Cavités souterraines, Mouvements de terrain, Risques naturels
30/10/2020
Dans le domaine des risques naturels, la présence d’un milieu karstique est souvent sujet à l’aléa mouvements de terrain. Ce type d’environnement s’identifie bien dans le paysage lorsqu’il se développe en surface et sur des épaisseurs significatives. Toutefois, des niveaux géologiques karstifiés de quelques mètres d’épaisseur existent sous couverture sédimentaire. Mal identifiés, ils peuvent entrainer de graves désordres pour le bâti et les infrastructures.
Le karst est un objet très peu connu du sous-sol. On ignore même parfois son existence ainsi que les phénomènes géologiques qui ont conduit à sa genèse. Si certains objets spectaculaires qui lui sont associés, comme la présence de grottes ou de gouffres, sont largement connus, la survenue en surface d’instabilités liés à leur présence dans le proche sous-sol n’est pas une notion évidente à appréhender.

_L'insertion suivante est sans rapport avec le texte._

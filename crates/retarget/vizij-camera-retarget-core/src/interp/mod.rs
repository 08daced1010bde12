//! Stateless curve math used by sampling and tangent linearization.

pub mod functions;

pub use functions::{distance, hermite, length_ratio, linear_tangent, polyline_length};
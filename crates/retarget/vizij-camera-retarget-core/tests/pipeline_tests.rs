use approx::assert_relative_eq;
use vizij_camera_retarget_core::{
    properties::{
        CAMERA_FAR_CLIP_PLANE, CAMERA_FIELD_OF_VIEW, CAMERA_NEAR_CLIP_PLANE,
        VIRTUAL_CAMERA_FIELD_OF_VIEW,
    },
    AnimationCompression, ClipSource, ClipTarget, CurveBinding, ImportSettings, Keyframe,
    NamingContext, RetargetConfig, RetargetError, Retargeter, TargetType, WrapMode,
};
use vizij_test_fixtures::models;

fn load_clips(name: &str) -> Vec<ClipSource> {
    models::clips(name).expect("fixture clips")
}

fn load_settings(name: &str) -> ImportSettings {
    models::settings(name)
        .expect("fixture settings")
        .unwrap_or_default()
}

fn naming_for(name: &str) -> NamingContext {
    let file = models::model_file_name(name).expect("model name");
    NamingContext::from_path(std::path::Path::new(&file), &RetargetConfig::default())
}

fn keys_of(clip: &ClipTarget, binding: &CurveBinding) -> Vec<Keyframe> {
    clip.curves
        .get(binding)
        .unwrap_or_else(|| panic!("missing curve {binding:?}"))
        .keys
        .clone()
}

fn values(keys: &[Keyframe]) -> Vec<f64> {
    keys.iter().map(|k| k.value).collect()
}

#[test]
fn virtual_camera_fov_end_to_end() {
    let clips = load_clips("shot01-vc");
    let naming = naming_for("shot01-vc");
    assert!(naming.is_virtual_camera);
    let retargeter = Retargeter::new(RetargetConfig::default());

    let settings = ImportSettings::default();
    let target = retargeter
        .retarget(&clips[0], &naming, &settings)
        .expect("retarget");
    assert_eq!(target.curves.len(), 1);
    let fov = keys_of(
        &target,
        &CurveBinding::new("", TargetType::VirtualCamera, VIRTUAL_CAMERA_FIELD_OF_VIEW),
    );
    assert_eq!(values(&fov), vec![35.0, 50.0]);
    assert_relative_eq!(fov[0].out_slope, 15.0);
    assert_relative_eq!(fov[1].in_slope, 15.0);
    // outer sides are not part of any pair
    assert_eq!(fov[0].in_slope, 300.0);
    assert_eq!(fov[1].out_slope, 300.0);

    let off = ImportSettings {
        compression: AnimationCompression::Off,
        ..ImportSettings::default()
    };
    let target = retargeter.retarget(&clips[0], &naming, &off).expect("retarget");
    let fov = keys_of(
        &target,
        &CurveBinding::new("", TargetType::VirtualCamera, VIRTUAL_CAMERA_FIELD_OF_VIEW),
    );
    assert_eq!(fov[0].out_slope, 300.0);
    assert_eq!(fov[1].in_slope, 300.0);
}

#[test]
fn metadata_is_copied_from_source() {
    let clips = load_clips("dolly");
    let retargeter = Retargeter::default();
    let target = retargeter
        .retarget(&clips[0], &naming_for("dolly"), &load_settings("dolly"))
        .expect("retarget");
    assert_eq!(target.name(), "Dolly");
    assert_eq!(target.metadata.frame_rate, 30.0);
    assert_eq!(target.metadata.wrap_mode, WrapMode::ClampForever);
    assert_eq!(target.metadata.events.len(), 1);
    assert_eq!(target.metadata.events[0].function_name, "OnFocusPull");
    assert_eq!(target.metadata.settings.stop_time, 2.0);
}

#[test]
fn dolly_camera_full_pass() {
    let clips = load_clips("dolly");
    let source = &clips[0];
    let naming = naming_for("dolly");
    assert!(!naming.is_virtual_camera);
    let retargeter = Retargeter::default();
    let target = retargeter
        .retarget(source, &naming, &load_settings("dolly"))
        .expect("retarget");
    assert_eq!(target.curves.len(), source.curves().len());

    // lens channels land on the camera with values unchanged
    let near = keys_of(&target, &CurveBinding::new("", TargetType::Camera, CAMERA_NEAR_CLIP_PLANE));
    let far = keys_of(&target, &CurveBinding::new("", TargetType::Camera, CAMERA_FAR_CLIP_PLANE));
    let fov = keys_of(&target, &CurveBinding::new("", TargetType::Camera, CAMERA_FIELD_OF_VIEW));
    assert_eq!(values(&near), vec![0.1, 0.1]);
    assert_eq!(values(&far), vec![1000.0, 1000.0]);
    assert_eq!(values(&fov), vec![60.0, 40.0, 40.0]);
    assert!(target
        .curves
        .get(&CurveBinding::transform("scale.z"))
        .is_none());

    // rotation turned half way round
    let y = values(&keys_of(&target, &CurveBinding::transform("rotation.y")));
    let w = values(&keys_of(&target, &CurveBinding::transform("rotation.w")));
    assert_relative_eq!(y[0], 1.0, epsilon = 1e-9);
    assert_relative_eq!(w[0], 0.0, epsilon = 1e-9);
    assert_relative_eq!(y[1], 0.9238795325112867, epsilon = 1e-9);
    assert_relative_eq!(w[1], -0.3826834323650898, epsilon = 1e-9);

    // the overshooting dolly-in segment is flattened, the rest keeps its slopes
    let z = keys_of(&target, &CurveBinding::transform("position.z"));
    assert_relative_eq!(z[0].out_slope, 5.0);
    assert_relative_eq!(z[1].in_slope, 5.0);
    assert_eq!(z[1].out_slope, 0.0);
    assert_eq!(values(&z), vec![-10.0, -5.0, -5.0]);
    let x = keys_of(&target, &CurveBinding::transform("position.x"));
    let src_x = &source
        .curves()
        .get(&CurveBinding::transform("position.x"))
        .unwrap()
        .keys;
    assert_eq!(&x, src_x);
}

#[test]
fn verbatim_curves_match_source_when_uncorrected() {
    let clips = load_clips("dolly");
    let source = &clips[0];
    let settings = ImportSettings {
        compression: AnimationCompression::Off,
        ..load_settings("dolly")
    };
    let target = Retargeter::default()
        .retarget(source, &naming_for("dolly"), &settings)
        .expect("retarget");
    for curve in source.curves().iter() {
        let name = curve.property_name();
        if name.starts_with("scale.") || name.starts_with("rotation.") {
            continue;
        }
        let out = target
            .curves
            .get(&CurveBinding::new("", TargetType::Transform, name))
            .expect("verbatim curve");
        assert_eq!(out.keys, curve.keys, "{name}");
    }
}

#[test]
fn euler_pan_without_compression() {
    let clips = load_clips("pan-euler");
    let settings = load_settings("pan-euler");
    assert!(!settings.resample_curves);
    assert!(!settings.compression_enabled());
    let target = Retargeter::default()
        .retarget(&clips[0], &naming_for("pan-euler"), &settings)
        .expect("retarget");

    let y = keys_of(&target, &CurveBinding::transform("euler_angles.y"));
    assert_eq!(values(&y), vec![180.0, 270.0, 20.0]);
    assert_eq!(y[1].out_slope, 110.0);
    let x = keys_of(&target, &CurveBinding::transform("euler_angles.x"));
    assert_eq!(values(&x), vec![10.0, 10.0, 15.0]);
    let z = keys_of(&target, &CurveBinding::transform("euler_angles.z"));
    assert_eq!(values(&z), vec![0.0, 0.0]);
}

#[test]
fn repeated_passes_are_identical() {
    let clips = load_clips("dolly");
    let naming = naming_for("dolly");
    let settings = load_settings("dolly");
    let retargeter = Retargeter::default();
    let first = retargeter.retarget(&clips[0], &naming, &settings).unwrap();
    let second = retargeter.retarget(&clips[0], &naming, &settings).unwrap();
    assert_eq!(first, second);

    // reusing a previously written clip does not accumulate curves
    let mut reused = first.clone();
    reused.set_curve(CurveBinding::transform("stale"), vec![Keyframe::new(0.0, 1.0)]);
    retargeter
        .retarget_into(&clips[0], &mut reused, &naming, &settings)
        .unwrap();
    assert_eq!(reused, first);
}

#[test]
fn empty_clip_is_reported() {
    let clips = load_clips("empty");
    let err = Retargeter::default()
        .retarget(&clips[0], &naming_for("empty"), &ImportSettings::default())
        .unwrap_err();
    assert_eq!(
        err,
        RetargetError::EmptyCurveSet {
            clip: "Take 001".into()
        }
    );
}
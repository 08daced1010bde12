//! Interpolation helpers:
//! - hermite (cubic Hermite segment in unit parameter space)
//! - linear_tangent (chord slope between two keys, zero for degenerate spans)
//! - distance / polyline_length / length_ratio over sampled (time, value) points

// Hermite spline basis functions
#[inline]
fn hermite_h00(s: f64) -> f64 {
    2.0 * s.powi(3) - 3.0 * s.powi(2) + 1.0
}
#[inline]
fn hermite_h10(s: f64) -> f64 {
    s.powi(3) - 2.0 * s.powi(2) + s
}
#[inline]
fn hermite_h01(s: f64) -> f64 {
    -2.0 * s.powi(3) + 3.0 * s.powi(2)
}
#[inline]
fn hermite_h11(s: f64) -> f64 {
    s.powi(3) - s.powi(2)
}

/// Point on a cubic Hermite segment at `s` in [0, 1].
///
/// `m0`/`m1` are the endpoint tangents already scaled to the segment's parameter span
/// (slope * duration).
#[inline]
pub fn hermite(p0: f64, p1: f64, m0: f64, m1: f64, s: f64) -> f64 {
    p0 * hermite_h00(s) + m0 * hermite_h10(s) + p1 * hermite_h01(s) + m1 * hermite_h11(s)
}

/// Slope of the straight line from (time1, val1) to (time2, val2).
///
/// Returns 0 when the keys share a time.
#[inline]
pub fn linear_tangent(val1: f64, time1: f64, val2: f64, time2: f64) -> f64 {
    let dt = time2 - time1;
    if dt.abs() < f64::EPSILON {
        return 0.0;
    }
    (val2 - val1) / dt
}

/// Euclidean distance between two (time, value) points.
#[inline]
pub fn distance(a: (f64, f64), b: (f64, f64)) -> f64 {
    (b.0 - a.0).hypot(b.1 - a.1)
}

/// Sum of the distances between consecutive points.
pub fn polyline_length(points: &[(f64, f64)]) -> f64 {
    points.windows(2).map(|w| distance(w[0], w[1])).sum()
}

/// Ratio of the sampled path length to the chord between the first and last point.
///
/// `None` when fewer than two points are given or the chord is (near) zero length.
pub fn length_ratio(points: &[(f64, f64)]) -> Option<f64> {
    let (first, last) = (points.first()?, points.last()?);
    if points.len() < 2 {
        return None;
    }
    let chord = distance(*first, *last);
    if chord < f64::EPSILON {
        return None;
    }
    Some(polyline_length(points) / chord)
}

La grotte de Sare dans les Pyrénées-Atlantiques est le témoignage en surface d’un milieu karstique dans le sous-sol (photo Wikipédia)
Au cœur de la Nouvelle-Aquitaine, de nombreux karsts assez peu épais issus des formations marines du Tertiaire sont présents sous-couverture sédimentaire, à quelques mètres de profondeurs, cachés sous nos pieds. La circulation d’eau dans ces « boyaux » peut alors entrainer une partie des grains (sables, fines, etc.) provenant des formations géologiques sus-jacentes. Dans de nombreux cas, ces karsts se retrouvent au-dessus du niveau de la nappe d’eau et n’entrainement pas nécessairement d’instabilités en surface. Pourtant, lors d’épisodes pluvieux et/ou de crues de rivières, l’entrainement soudain des particules, par infiltration et/ou par drainance, peut engendrer la survenue de mouvements de terrains assez soudains en surface.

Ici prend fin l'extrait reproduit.